Where Rs / Gs / Bs are the synthetic variants generated by L-(X+Y).

The original RGB frames were generated from the same L frame, with the weights 0.3, 0.5 and 0.2 respectively. Each RGB frame had poisson noise added with an amplitude of 0.2, and the L frame had an amplitude of 0.6 added.

The P and Y frames in these latest tests were generated from R+B and R+G with poisson noise added afterwards with an amplitude of 0.4.

The poisson noise generated is meant to emulate shot noise, but I honestly don't know if I've selected appropriate numbers for an accurate representation. The "experiment" also disregards read/bias/dark which in a real world scenario would benefit the LPY and synthetic variants.

What's interesting there is that the variant with a synthetic R channel had less total variance than the LRGB, while the synthetic blue and the LPY tied for most variance.
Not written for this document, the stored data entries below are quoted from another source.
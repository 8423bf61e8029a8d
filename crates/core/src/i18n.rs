//! Locale-keyed string lookup.
//!
//! Unresolved keys fall back to the key itself so a missing translation is
//! visible but never fatal.

use std::{collections::HashMap, fmt};

use once_cell::sync::Lazy;
use serde::{Deserialize, Serialize};

/// Supported display languages.
#[derive(Debug, Clone, Copy, PartialEq, Eq, Hash, Default, Serialize, Deserialize)]
#[serde(rename_all = "lowercase")]
pub enum Locale {
    /// Spanish.
    #[default]
    Es,
    /// English.
    En,
}

impl Locale {
    /// Every supported locale.
    pub const ALL: [Locale; 2] = [Locale::Es, Locale::En];

    /// The other locale; used by the UI toggle.
    pub fn toggled(self) -> Self {
        match self {
            Locale::Es => Locale::En,
            Locale::En => Locale::Es,
        }
    }
}

impl fmt::Display for Locale {
    fn fmt(&self, f: &mut fmt::Formatter<'_>) -> fmt::Result {
        f.write_str(match self {
            Locale::Es => "es",
            Locale::En => "en",
        })
    }
}

type Table = HashMap<&'static str, &'static str>;

static ES: Lazy<Table> = Lazy::new(|| {
    HashMap::from([
        ("nav.all", "Todos"),
        ("nav.genshin", "Genshin"),
        ("nav.hsr", "HSR"),
        ("nav.zzz", "ZZZ"),
        ("game.genshin", "Genshin Impact"),
        ("game.hsr", "Honkai: Star Rail"),
        ("game.zzz", "Zenless Zone Zero"),
        ("nav.server", "Servidor"),
        ("server.america", "América"),
        ("server.europe", "Europa"),
        ("server.asia", "Asia"),
        ("server.sar", "SAR"),
        ("header.sync", "Sincronizado con servidores oficiales"),
        ("loading.message", "Consultando el rastro galáctico..."),
        ("error.title", "Error de Sincronización"),
        (
            "empty.message",
            "No se detectaron anomalías temporales para esta sección.",
        ),
        ("empty.submessage", "Vuelve en la siguiente actualización"),
        ("card.finished", "EXPIRADO"),
        ("card.open", "Portal Abierto"),
        ("card.upcoming", "Próximamente"),
        ("card.view", "Ver a"),
        ("card.sync", "SYNC_UTC"),
        ("card.days", "D"),
        ("card.hours", "H"),
        ("card.minutes", "M"),
        ("card.seconds", "S"),
        ("status.ok", "Operativo"),
        ("status.unknown", "Sin datos"),
        (
            "status.maintenance",
            "Sin banners activos — posible mantenimiento",
        ),
        ("status.error", "Error al obtener datos de este juego"),
        ("sync.fetching", "Sincronizando..."),
        ("sync.degraded", "Conexión degradada, reintentando"),
        ("sync.cooldown", "Espera antes de volver a actualizar"),
        ("versions.title", "Versiones"),
        ("history.title", "Historial"),
        ("ui.restored", "Instantánea en caché restaurada"),
        ("ui.status", "Estado"),
        ("ui.banner", "Banner"),
        ("ui.pick_game", "Elige primero una pestaña de juego"),
        ("sync.unavailable", "Planificador de actualización no disponible"),
        ("sync.next", "siguiente"),
        ("sync.retry_in", "reintento en"),
        ("detail.image", "Imagen"),
        ("detail.start", "Inicio"),
        ("detail.end", "Fin"),
        ("help.refresh", "actualizar"),
        ("help.versions", "versiones"),
        ("help.quit", "salir"),
        ("footer.madeBy", "Hecho por"),
        (
            "footer.disclaimer",
            "Este sitio es un proyecto fan no afiliado ni respaldado por COGNOSPHERE PTE. LTD. ni HoYoverse. Genshin Impact, Honkai: Star Rail y Zenless Zone Zero son marcas registradas de COGNOSPHERE PTE. LTD.",
        ),
    ])
});

static EN: Lazy<Table> = Lazy::new(|| {
    HashMap::from([
        ("nav.all", "All"),
        ("nav.genshin", "Genshin"),
        ("nav.hsr", "HSR"),
        ("nav.zzz", "ZZZ"),
        ("game.genshin", "Genshin Impact"),
        ("game.hsr", "Honkai: Star Rail"),
        ("game.zzz", "Zenless Zone Zero"),
        ("nav.server", "Server"),
        ("server.america", "America"),
        ("server.europe", "Europe"),
        ("server.asia", "Asia"),
        ("server.sar", "SAR"),
        ("header.sync", "Synchronized with official servers"),
        ("loading.message", "Scanning the galactic trail..."),
        ("error.title", "Synchronization Error"),
        (
            "empty.message",
            "No temporal anomalies detected in this sector.",
        ),
        ("empty.submessage", "Check back in the next update"),
        ("card.finished", "Event Finished"),
        ("card.open", "Portal Open"),
        ("card.upcoming", "Coming Soon"),
        ("card.view", "View"),
        ("card.sync", "SYNC_UTC"),
        ("card.days", "D"),
        ("card.hours", "H"),
        ("card.minutes", "M"),
        ("card.seconds", "S"),
        ("status.ok", "Operational"),
        ("status.unknown", "No data"),
        (
            "status.maintenance",
            "No active banners — possible maintenance",
        ),
        ("status.error", "Error fetching data for this game"),
        ("sync.fetching", "Synchronizing..."),
        ("sync.degraded", "Connection degraded, retrying"),
        ("sync.cooldown", "Wait before refreshing again"),
        ("versions.title", "Versions"),
        ("history.title", "History"),
        ("ui.restored", "Restored cached snapshot"),
        ("ui.status", "Status"),
        ("ui.banner", "Banner"),
        ("ui.pick_game", "Select a game tab first"),
        ("sync.unavailable", "Refresh scheduler unavailable"),
        ("sync.next", "next"),
        ("sync.retry_in", "retry in"),
        ("detail.image", "Image"),
        ("detail.start", "Start"),
        ("detail.end", "End"),
        ("help.refresh", "refresh"),
        ("help.versions", "versions"),
        ("help.quit", "quit"),
        ("footer.madeBy", "Made by"),
        (
            "footer.disclaimer",
            "This is a fan project not affiliated with or endorsed by COGNOSPHERE PTE. LTD. or HoYoverse. Genshin Impact, Honkai: Star Rail, and Zenless Zone Zero are trademarks of COGNOSPHERE PTE. LTD.",
        ),
    ])
});

fn table(locale: Locale) -> &'static Table {
    match locale {
        Locale::Es => &ES,
        Locale::En => &EN,
    }
}

/// String lookup bound to a selected locale.
#[derive(Debug, Clone, Copy, Default)]
pub struct Translator {
    locale: Locale,
}

impl Translator {
    /// Translator for `locale`.
    pub fn new(locale: Locale) -> Self {
        Self { locale }
    }

    /// Active locale.
    pub fn locale(&self) -> Locale {
        self.locale
    }

    /// Switch the active locale.
    pub fn set_locale(&mut self, locale: Locale) {
        self.locale = locale;
    }

    /// Translate `key`, returning the key itself when the table has no entry.
    pub fn t<'a>(&self, key: &'a str) -> &'a str {
        match table(self.locale).get(key) {
            Some(value) => *value,
            None => key,
        }
    }
}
Also of note is that the LPY and synthetic blue have variance increase of 0.133% over the synthetic red which suggests to me a trivial decrease in SNR that could well be offset by the real world impact of bias/read/dark.

End of the day though, based on the above I don't think there's any benefit in going LPY over omitting one of RGB and generating it in software from the L and remaining 2 components. I suspect there might be some benefit however in omitting one of the components and instead using that time to capture more L.